A reasoned debate, in this case, would be to discuss whether the current laws are still appropriate or whether changes should be made - i.e. Would it be better to increase the NSL on certain roads at certain times of day? - rather than just slagging the OP for doing something that thousands of people do each day without incident.
(edited 12 years ago)
Reply 22
Original post by Mad Vlad
True, but when the speed constitutes dangerous driving, then that's a different matter. But that's irrelevant to this example - it'd only be considered dangerous driving above 96mph.


No numerical speed would automatically be considered dangerous. The standard of driving itself has to fall to significantly below that of an average motorist, and it has to be obvious to a reasonable person that driving in such a manner would be very dangerous, or words to that effect. Above about 130-140mph on the motorway it might be classed as DD, but not necessarily - trained drivers can do this perfectly safely. Obviously it could be dangerous at very much lower speeds in different circumstances. True though that much higher penalties are imposed for DD - always a disqualification and potentially prison.


Original post by Runninground
Remember that speedos are set a little above your actual speed.

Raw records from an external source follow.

#[function_component(Services)]
pub fn services() -> Html {
    let quick_view = use_state(|| None::<usize>);
    let lead_service = use_state(|| None::<&'static str>);

    let close_quick_view = {
        let quick_view = quick_view.clone();
        Callback::from(move |_: MouseEvent| quick_view.set(None))
    };
    let swallow = Callback::from(|e: MouseEvent| e.stop_propagation());
    let close_lead = {
        let lead_service = lead_service.clone();
        Callback::from(move |_| lead_service.set(None))
    };

    html! {
        <section id="services" class="services">
            <div class="services-inner">
                <div class="services-header">
                    <h2>{"Our Premium Services"}</h2>
                    <p>{"Discover our range of non-invasive, effective treatments designed to enhance your natural beauty."}</p>
                </div>

                <div class="services-grid">
                    {
                        SERVICES.iter().enumerate().map(|(index, service)| {
                            let open_quick_view = {
                                let quick_view = quick_view.clone();
                                Callback::from(move |_: MouseEvent| quick_view.set(Some(index)))
                            };
                            let open_lead = {
                                let lead_service = lead_service.clone();
                                let title = service.title;
                                Callback::from(move |_: MouseEvent| lead_service.set(Some(title)))
                            };
                            html! {
                                <div class="service-card" key={service.id}>
                                    <div class="service-image">
                                        <img src={service.image} alt={service.title} />
                                        <h3>{service.title}</h3>
                                    </div>
                                    <div class="service-body">
                                        <p class="service-description">{service.description}</p>
                                        {feature_grid(&service.features)}
                                        <p class="service-urgency">{"3 slots left this week"}</p>
                                        <button class="service-quick-view" onclick={open_quick_view}>
                                            <span>{"Quick View"}</span>
                                            <span>{"→"}</span>
                                        </button>
                                        <button class="service-book" onclick={open_lead}>
                                            {"Book Now"}
                                        </button>
                                    </div>
                                </div>
                            }
                        }).collect::<Html>()
                    }
                </div>

                <div class="services-rating">
                    <GoogleRating />
                </div>
                <div class="services-counter">
                    <AppointmentCounter />
                </div>

                <div class="services-banner">
                    <p>{"Ready to Transform Your Skin? Book Your Appointment Now!"}</p>
                    <a
                        href={config::get_booking_url()}
                        target="_blank"
                        rel="noopener noreferrer"
                    >
                        {"Book Now"}
                    </a>
                </div>
            </div>

            {
                if let Some(index) = *quick_view {
                    let service = &SERVICES[index];
                    html! {
                        <div class="service-modal-overlay" onclick={close_quick_view.clone()}>
                            <div class="service-modal" onclick={swallow.clone()}>
                                <button class="service-modal-close" onclick={close_quick_view.clone()}>{"✕"}</button>
                                <h2>{service.title}</h2>
                                <img src={service.image} alt={service.title} />
                                <p>{service.details}</p>
                                {feature_grid(&service.features)}
                                <a
                                    class="service-modal-book"
                                    href={config::get_booking_url()}
                                    target="_blank"
                                    rel="noopener noreferrer"
                                >
                                    {"Book This Service"}
                                </a>
                            </div>
                        </div>
                    }
                } else {
                    html! {}
                }
            }

            {
                if let Some(service) = *lead_service {
                    html! {
                        <LeadFormModal
                            services={SERVICE_TITLES}
                            preselected={service}
                            on_close={close_lead}
                        />
                    }
                } else {
                    html! {}
                }
            }
            <style>
                {r#"
                    .services {
                        padding: 5rem 1.5rem;
                        background: linear-gradient(135deg, #F5E9E2, #E8D5C4);
                        position: relative;
                        overflow: hidden;
                    }

                    .services-inner {
                        max-width: 1200px;
                        margin: 0 auto;
                    }

                    .services-header {
                        text-align: center;
                        margin-bottom: 4rem;
                    }

                    .services-header h2 {
                        font-family: 'Montserrat', sans-serif;
                        font-size: 2.25rem;
                        font-weight: 700;
                        color: #1A3C34;
                        margin-bottom: 1rem;
                    }

                    .services-header p {
                        color: rgba(26, 60, 52, 0.8);
                        max-width: 42rem;
                        margin: 0 auto;
                    }

                    .services-grid {
                        display: grid;
                        grid-template-columns: repeat(3, 1fr);
                        gap: 2rem;
                    }

                    .service-card {
                        background: #fff;
                        border-radius: 8px;
                        overflow: hidden;
                        box-shadow: 0 4px 6px rgba(0, 0, 0, 0.1);
                        transition: box-shadow 0.3s;
                    }

                    .service-card:hover {
                        box-shadow: 0 10px 15px rgba(0, 0, 0, 0.15);
                    }

                    .service-image {
                        position: relative;
                        height: 16rem;
                        overflow: hidden;
                    }

                    .service-image img {
                        width: 100%;
                        height: 100%;
                        object-fit: cover;
                        transition: transform 0.5s;
                    }

                    .service-image:hover img {
                        transform: scale(1.1);
                    }

                    .service-image::after {
                        content: "";
                        position: absolute;
                        inset: 0;
                        background: linear-gradient(to top, rgba(26, 60, 52, 0.8), transparent);
                    }

                    .service-image h3 {
                        position: absolute;
                        bottom: 1rem;
                        left: 1rem;
                        right: 1rem;
                        color: #fff;
                        font-size: 1.5rem;
                        font-weight: 500;
                        margin: 0;
                        z-index: 1;
                    }

                    .service-body {
                        padding: 1.5rem;
                    }

                    .service-description {
                        color: rgba(26, 60, 52, 0.8);
                        font-size: 0.95rem;
                        margin-bottom: 1rem;
                    }

                    .service-features {
                        display: grid;
                        grid-template-columns: 1fr 1fr;
                        gap: 0.6rem;
                        margin-bottom: 1.25rem;
                    }

                    .service-feature {
                        display: flex;
                        align-items: center;
                        gap: 0.5rem;
                        font-size: 0.85rem;
                        color: rgba(26, 60, 52, 0.7);
                    }

                    .service-feature-check {
                        width: 1.25rem;
                        height: 1.25rem;
                        border-radius: 50%;
                        background: #F5E9E2;
                        color: #D4AF37;
                        font-size: 0.7rem;
                        display: inline-flex;
                        align-items: center;
                        justify-content: center;
                        flex-shrink: 0;
                    }

                    .service-urgency {
                        color: #ef4444;
                        font-size: 0.85rem;
                        font-weight: 500;
                        margin-bottom: 1rem;
                    }

                    .service-quick-view {
                        width: 100%;
                        display: flex;
                        justify-content: space-between;
                        background: none;
                        border: none;
                        color: #1A3C34;
                        font-size: 0.9rem;
                        padding: 0.5rem;
                        border-radius: 6px;
                        cursor: pointer;
                        transition: all 0.3s;
                        margin-bottom: 0.75rem;
                    }

                    .service-quick-view:hover {
                        color: #D4AF37;
                        background: #F5E9E2;
                    }

                    .service-book {
                        display: block;
                        width: 100%;
                        background: #D4AF37;
                        color: #fff;
                        text-align: center;
                        border: none;
                        padding: 0.6rem 1rem;
                        border-radius: 6px;
                        font-size: 0.9rem;
                        font-weight: 500;
                        cursor: pointer;
                        transition: background 0.2s;
                    }

                    .service-book:hover {
                        background: rgba(212, 175, 55, 0.9);
                    }

                    .services-rating {
                        margin-top: 4rem;
                        background: #fff;
                        padding: 1.5rem;
                        border-radius: 8px;
                        box-shadow: 0 4px 6px rgba(0, 0, 0, 0.1);
                        max-width: 48rem;
                        margin-left: auto;
                        margin-right: auto;
                    }

                    .services-counter {
                        margin-top: 2rem;
                    }

                    .services-banner {
                        margin-top: 3rem;
                        background: #1A3C34;
                        color: #fff;
                        padding: 1.5rem;
                        border-radius: 8px;
                        text-align: center;
                    }

                    .services-banner p {
                        font-weight: 500;
                        margin: 0 0 1rem 0;
                    }

                    .services-banner a {
                        display: inline-block;
                        background: #D4AF37;
                        color: #fff;
                        padding: 0.6rem 1.5rem;
                        border-radius: 6px;
                        font-size: 0.9rem;
                        font-weight: 500;
                        text-decoration: none;
                        transition: background 0.2s;
                    }

                    .services-banner a:hover {
                        background: rgba(212, 175, 55, 0.9);
                    }

                    .service-modal-overlay {
                        position: fixed;
                        inset: 0;
                        background: rgba(0, 0, 0, 0.5);
                        display: flex;
                        align-items: center;
                        justify-content: center;
                        z-index: 1000;
                        padding: 1rem;
                    }

                    .service-modal {
                        background: #fff;
                        border-radius: 8px;
                        padding: 2rem;
                        max-width: 32rem;
                        width: 100%;
                        position: relative;
                        max-height: 90vh;
                        overflow-y: auto;
                    }

                    .service-modal h2 {
                        color: #1A3C34;
                        margin: 0 0 1rem 0;
                        padding-right: 2rem;
                    }

                    .service-modal img {
                        width: 100%;
                        height: 12rem;
                        object-fit: cover;
                        border-radius: 8px;
                        margin-bottom: 1rem;
                    }

                    .service-modal p {
                        color: rgba(26, 60, 52, 0.8);
                        margin-bottom: 1rem;
                    }

                    .service-modal-close {
                        position: absolute;
                        top: 1rem;
                        right: 1rem;
                        background: none;
                        border: none;
                        color: #1A3C34;
                        cursor: pointer;
                        padding: 0.25rem;
                        border-radius: 50%;
                        font-size: 1.1rem;
                    }

                    .service-modal-close:hover {
                        background: #f0f0f0;
                    }

                    .service-modal-book {
                        display: block;
                        background: #D4AF37;
                        color: #fff;
                        text-align: center;
                        padding: 0.75rem 1rem;
                        border-radius: 6px;
                        font-weight: 500;
                        text-decoration: none;
                        transition: background 0.2s;
                    }

                    .service-modal-book:hover {
                        background: rgba(212, 175, 55, 0.9);
                    }

                    @media (max-width: 1024px) {
                        .services-grid {
                            grid-template-columns: 1fr 1fr;
                        }
                    }

                    @media (max-width: 640px) {
                        .services-grid {
                            grid-template-columns: 1fr;
                        }
                    }
                "#}
            </style>
        </section>
    }
}
//! Bounded integer state machine behind every timed widget on the site.
//!
//! One machine shape covers the appointment counters (clamp, forward), the
//! offer countdown (clamp, backward) and the testimonial carousel (wrap).
//! The machine owns no clock: the UI layer schedules ticks (see
//! [`crate::hooks::use_cycler`]) and this module only defines what a tick,
//! a step or a jump means. All operations are constant time and assume a
//! single writer, which is what a browser UI thread gives us.

use thiserror::Error;

/// What a tick does when `value` stands at the end of the range.
#[derive(Debug, Clone, Copy, PartialEq, Eq)]
pub enum BoundaryPolicy {
    /// Saturate at the boundary. The machine keeps running, later ticks
    /// simply stop moving the value.
    Clamp,
    /// Wrap around modulo the item count.
    Wrap,
}

#[derive(Debug, Clone, Copy, PartialEq, Eq)]
pub enum Direction {
    Forward,
    Backward,
}

/// The only two error conditions a cycler knows. Every other out-of-contract
/// call (tick while paused, pause twice, anything after destroy) is an
/// idempotent no-op.
#[derive(Debug, Error, Clone, PartialEq, Eq)]
pub enum CyclerError {
    /// Rejected at construction, the instance never exists.
    #[error("invalid cycler configuration: {reason}")]
    InvalidConfiguration { reason: String },

    /// Rejected jump target. The machine is left exactly as it was.
    #[error("jump target {target} out of range for {item_count} items")]
    OutOfRange { target: u32, item_count: u32 },
}

/// Immutable description of one cycler instance.
#[derive(Debug, Clone, Copy, PartialEq, Eq)]
pub struct CyclerConfig {
    pub initial_value: u32,
    pub item_count: u32,
    pub tick_interval_ms: u32,
    pub policy: BoundaryPolicy,
    pub direction: Direction,
}

impl CyclerConfig {
    /// Counter from 0 up to `item_count`, holding there.
    pub fn count_up(item_count: u32, tick_interval_ms: u32) -> Self {
        Self {
            initial_value: 0,
            item_count,
            tick_interval_ms,
            policy: BoundaryPolicy::Clamp,
            direction: Direction::Forward,
        }
    }

    /// Countdown from `start` to 0, holding at 0.
    pub fn count_down(start: u32, tick_interval_ms: u32) -> Self {
        Self {
            initial_value: start,
            item_count: start,
            tick_interval_ms,
            policy: BoundaryPolicy::Clamp,
            direction: Direction::Backward,
        }
    }

    /// Endless forward rotation over `item_count` slots, starting at 0.
    pub fn looping(item_count: u32, tick_interval_ms: u32) -> Self {
        Self {
            initial_value: 0,
            item_count,
            tick_interval_ms,
            policy: BoundaryPolicy::Wrap,
            direction: Direction::Forward,
        }
    }
}

#[derive(Debug, Clone, PartialEq)]
pub struct Cycler {
    config: CyclerConfig,
    value: u32,
    direction: Direction,
    running: bool,
    destroyed: bool,
}

impl Cycler {
    /// Validates the configuration and starts the machine in the running
    /// state. Out-of-range initial values are rejected, not clamped, so a
    /// miswired call site fails loudly instead of drifting.
    pub fn new(config: CyclerConfig) -> Result<Self, CyclerError> {
        if config.item_count < 1 {
            return Err(CyclerError::InvalidConfiguration {
                reason: "item count must be at least 1".into(),
            });
        }
        if config.tick_interval_ms < 1 {
            return Err(CyclerError::InvalidConfiguration {
                reason: "tick interval must be at least 1ms".into(),
            });
        }
        let max = match config.policy {
            // Clamp ranges are inclusive: a counter to 10 shows 10.
            BoundaryPolicy::Clamp => config.item_count,
            // Wrap values are slot indexes, 0..item_count.
            BoundaryPolicy::Wrap => config.item_count - 1,
        };
        if config.initial_value > max {
            return Err(CyclerError::InvalidConfiguration {
                reason: format!(
                    "initial value {} outside 0..={}",
                    config.initial_value, max
                ),
            });
        }
        Ok(Self {
            value: config.initial_value,
            direction: config.direction,
            running: true,
            destroyed: false,
            config,
        })
    }

    /// Applies one scheduled advance in the configured direction. Dropped
    /// (not queued) while paused or after destroy, so a timer callback that
    /// was already in flight when `pause` ran cannot move the value.
    pub fn tick(&mut self) {
        if !self.running || self.destroyed {
            return;
        }
        self.value = self.advanced(self.value, self.direction);
    }

    /// Stops scheduled advances. Idempotent.
    pub fn pause(&mut self) {
        if self.destroyed {
            return;
        }
        self.running = false;
    }

    /// Restarts scheduled advances from the current value. Idempotent.
    pub fn resume(&mut self) {
        if self.destroyed {
            return;
        }
        self.running = true;
    }

    /// One manual advance in `direction`, independent of the timer and of
    /// the running flag. Only meaningful on wrap machines (a user can flip
    /// a carousel, nothing pages a counter); on clamp machines it does
    /// nothing.
    pub fn step(&mut self, direction: Direction) {
        if self.destroyed || self.config.policy != BoundaryPolicy::Wrap {
            return;
        }
        self.value = self.advanced(self.value, direction);
    }

    /// Moves straight to slot `target` without touching the running flag.
    /// Wrap machines only; a target past the last slot is rejected and the
    /// state stays untouched.
    pub fn jump(&mut self, target: u32) -> Result<(), CyclerError> {
        if self.destroyed || self.config.policy != BoundaryPolicy::Wrap {
            return Ok(());
        }
        if target >= self.config.item_count {
            return Err(CyclerError::OutOfRange {
                target,
                item_count: self.config.item_count,
            });
        }
        self.value = target;
        Ok(())
    }

    /// Retires the machine. The value freezes at whatever it was and every
    /// later operation, including resume, is a no-op.
    pub fn destroy(&mut self) {
        self.running = false;
        self.destroyed = true;
    }

    fn advanced(&self, value: u32, direction: Direction) -> u32 {
        let count = self.config.item_count;
        // Legal configs reach value == count == u32::MAX (clamp) and counts
        // past u32::MAX / 2 (wrap), where `value + 1` and `value + count - 1`
        // overflow.
        match (self.config.policy, direction) {
            (BoundaryPolicy::Clamp, Direction::Forward) => {
                if value >= count {
                    count
                } else {
                    value + 1
                }
            }
            (BoundaryPolicy::Clamp, Direction::Backward) => value.saturating_sub(1),
            (BoundaryPolicy::Wrap, Direction::Forward) => (value + 1) % count,
            (BoundaryPolicy::Wrap, Direction::Backward) => {
                if value == 0 {
                    count - 1
                } else {
                    value - 1
                }
            }
        }
    }

    pub fn value(&self) -> u32 {
        self.value
    }

    pub fn is_running(&self) -> bool {
        self.running
    }

    pub fn is_destroyed(&self) -> bool {
        self.destroyed
    }

    pub fn item_count(&self) -> u32 {
        self.config.item_count
    }

    pub fn tick_interval_ms(&self) -> u32 {
        self.config.tick_interval_ms
    }

    pub fn policy(&self) -> BoundaryPolicy {
        self.config.policy
    }

    pub fn direction(&self) -> Direction {
        self.config.direction
    }
}

#[cfg(test)]
mod tests {
    use super::*;

    fn ticks(cycler: &mut Cycler, n: u32) {
        for _ in 0..n {
            cycler.tick();
        }
    }

    #[test]
    fn new_rejects_zero_item_count() {
        let err = Cycler::new(CyclerConfig::looping(0, 5000)).unwrap_err();
        assert!(matches!(err, CyclerError::InvalidConfiguration { .. }));
    }

    #[test]
    fn new_rejects_zero_interval() {
        let err = Cycler::new(CyclerConfig::count_up(10, 0)).unwrap_err();
        assert!(matches!(err, CyclerError::InvalidConfiguration { .. }));
    }

    #[test]
    fn new_rejects_initial_value_past_the_range() {
        let clamp = CyclerConfig {
            initial_value: 11,
            ..CyclerConfig::count_up(10, 3000)
        };
        assert!(Cycler::new(clamp).is_err());

        // For wrap the count itself is already out of range.
        let wrap = CyclerConfig {
            initial_value: 6,
            ..CyclerConfig::looping(6, 5000)
        };
        assert!(Cycler::new(wrap).is_err());

        let wrap_last = CyclerConfig {
            initial_value: 5,
            ..CyclerConfig::looping(6, 5000)
        };
        assert!(Cycler::new(wrap_last).is_ok());
    }

    #[test]
    fn new_starts_running_at_the_initial_value() {
        let cycler = Cycler::new(CyclerConfig::count_down(86_400, 1000)).unwrap();
        assert_eq!(cycler.value(), 86_400);
        assert!(cycler.is_running());
        assert!(!cycler.is_destroyed());
    }

    #[test]
    fn clamp_forward_saturates_at_item_count() {
        let mut cycler = Cycler::new(CyclerConfig::count_up(10, 3000)).unwrap();
        ticks(&mut cycler, 10);
        assert_eq!(cycler.value(), 10);
        ticks(&mut cycler, 5);
        assert_eq!(cycler.value(), 10);
        assert!(cycler.is_running());
    }

    #[test]
    fn clamp_forward_holds_at_a_u32_max_cap() {
        let at_cap = CyclerConfig {
            initial_value: u32::MAX,
            ..CyclerConfig::count_up(u32::MAX, 3000)
        };
        let mut cycler = Cycler::new(at_cap).unwrap();
        ticks(&mut cycler, 3);
        assert_eq!(cycler.value(), u32::MAX);
        assert!(cycler.is_running());

        let near_cap = CyclerConfig {
            initial_value: u32::MAX - 2,
            ..CyclerConfig::count_up(u32::MAX, 3000)
        };
        let mut cycler = Cycler::new(near_cap).unwrap();
        ticks(&mut cycler, 5);
        assert_eq!(cycler.value(), u32::MAX);
    }

    #[test]
    fn clamp_backward_saturates_at_zero() {
        let mut cycler = Cycler::new(CyclerConfig::count_down(3, 1000)).unwrap();
        ticks(&mut cycler, 3);
        assert_eq!(cycler.value(), 0);
        ticks(&mut cycler, 4);
        assert_eq!(cycler.value(), 0);
        assert!(cycler.is_running());
    }

    #[test]
    fn wrap_forward_returns_to_start_after_a_full_lap() {
        let mut cycler = Cycler::new(CyclerConfig::looping(6, 5000)).unwrap();
        ticks(&mut cycler, 5);
        assert_eq!(cycler.value(), 5);
        cycler.tick();
        assert_eq!(cycler.value(), 0);

        // Holds from any starting slot, not just 0.
        cycler.jump(3).unwrap();
        ticks(&mut cycler, 6);
        assert_eq!(cycler.value(), 3);
    }

    #[test]
    fn wrap_backward_from_zero_lands_on_the_last_slot() {
        let mut cycler = Cycler::new(CyclerConfig::looping(6, 5000)).unwrap();
        cycler.step(Direction::Backward);
        assert_eq!(cycler.value(), 5);
    }

    #[test]
    fn wrap_backward_with_a_huge_item_count_lands_on_the_right_slot() {
        let config = CyclerConfig {
            initial_value: 2_999_999_999,
            ..CyclerConfig::looping(3_000_000_000, 5000)
        };
        let mut cycler = Cycler::new(config).unwrap();
        cycler.step(Direction::Backward);
        assert_eq!(cycler.value(), 2_999_999_998);

        cycler.jump(0).unwrap();
        cycler.step(Direction::Backward);
        assert_eq!(cycler.value(), 2_999_999_999);
    }

    #[test]
    fn paused_machine_drops_ticks_instead_of_queueing_them() {
        let mut cycler = Cycler::new(CyclerConfig::count_up(10, 3000)).unwrap();
        ticks(&mut cycler, 2);
        cycler.pause();
        assert!(!cycler.is_running());
        ticks(&mut cycler, 7);
        assert_eq!(cycler.value(), 2);
        cycler.resume();
        cycler.tick();
        // Only the post-resume tick lands; nothing was saved up.
        assert_eq!(cycler.value(), 3);
    }

    #[test]
    fn pause_and_resume_are_idempotent() {
        let mut cycler = Cycler::new(CyclerConfig::looping(6, 5000)).unwrap();
        cycler.pause();
        cycler.pause();
        assert!(!cycler.is_running());
        cycler.resume();
        cycler.resume();
        assert!(cycler.is_running());
        assert_eq!(cycler.value(), 0);
    }

    #[test]
    fn step_moves_a_paused_carousel_without_resuming_it() {
        let mut cycler = Cycler::new(CyclerConfig::looping(6, 5000)).unwrap();
        cycler.pause();
        cycler.step(Direction::Forward);
        cycler.step(Direction::Forward);
        assert_eq!(cycler.value(), 2);
        assert!(!cycler.is_running());
        cycler.step(Direction::Backward);
        assert_eq!(cycler.value(), 1);
    }

    #[test]
    fn step_does_nothing_on_clamp_machines() {
        let mut cycler = Cycler::new(CyclerConfig::count_up(10, 3000)).unwrap();
        cycler.step(Direction::Forward);
        cycler.step(Direction::Backward);
        assert_eq!(cycler.value(), 0);
    }

    #[test]
    fn jump_rejects_targets_past_the_last_slot() {
        let mut cycler = Cycler::new(CyclerConfig::looping(6, 5000)).unwrap();
        cycler.jump(3).unwrap();
        assert_eq!(cycler.value(), 3);

        let err = cycler.jump(6).unwrap_err();
        assert_eq!(
            err,
            CyclerError::OutOfRange {
                target: 6,
                item_count: 6
            }
        );
        // The failed jump left everything alone.
        assert_eq!(cycler.value(), 3);
        assert!(cycler.is_running());

        cycler.jump(5).unwrap();
        assert_eq!(cycler.value(), 5);
    }

    #[test]
    fn jump_never_touches_the_running_flag() {
        let mut cycler = Cycler::new(CyclerConfig::looping(6, 5000)).unwrap();
        cycler.pause();
        cycler.jump(4).unwrap();
        assert_eq!(cycler.value(), 4);
        assert!(!cycler.is_running());
    }

    #[test]
    fn jump_is_a_noop_on_clamp_machines() {
        let mut cycler = Cycler::new(CyclerConfig::count_down(60, 1000)).unwrap();
        assert!(cycler.jump(30).is_ok());
        assert_eq!(cycler.value(), 60);
    }

    #[test]
    fn destroy_freezes_the_machine_for_good() {
        let mut cycler = Cycler::new(CyclerConfig::looping(6, 5000)).unwrap();
        ticks(&mut cycler, 2);
        cycler.destroy();
        assert!(cycler.is_destroyed());
        assert!(!cycler.is_running());

        cycler.tick();
        cycler.resume();
        cycler.tick();
        cycler.step(Direction::Forward);
        assert!(cycler.jump(1).is_ok());
        cycler.destroy();
        assert_eq!(cycler.value(), 2);
        assert!(!cycler.is_running());
    }
}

Very true, mine currently over-reads by about 5%, but I've known them to be more than 10% out. So the OP would most likely have actually been travelling between 75 and 85 mph, unless he's already made the correction before telling us the speed.
Reply 23
I agree with all of the 'sensible speeders' in this thread, and completely disagree with the idiot who must drive whilst watching his speedo constantly rather than watching the road (much like we are forced to do on the long stretches of 50mph average speed limits through roadworks - i.e. the A1(M) in Yorkshire which has been being widened for about 5 years now and meant to be going on until 2018...yay).

Anyway to the original topic - no, the only time that those cameras are turned on is when there is a speed limit shown with a red circle around it which indicates that it's a mandatory speed limit. Note that if it's just a speed limit without a red circle but just the amber flashing lights that it's an advisory speed limit and therefore the cameras are not turned on in this instance either.

For a speed limit to be enforced, it must have a red circle around it.

Though if the advisory is 40mph and you go flying through at 70mph a police officer could probably still stop you for dangerous driving or something like that.

I used to work in transport planning, but not anymore, so if any of this is incorrect then happy for others to correct me since I'm out of the loop now :smile:
Reply 24
Original post by kidoo
If you where doing more than 90 say goodbye to driving for 6 months.


No. I don't know why you think this, it clearly isn't based on any knowledge of the subject in question.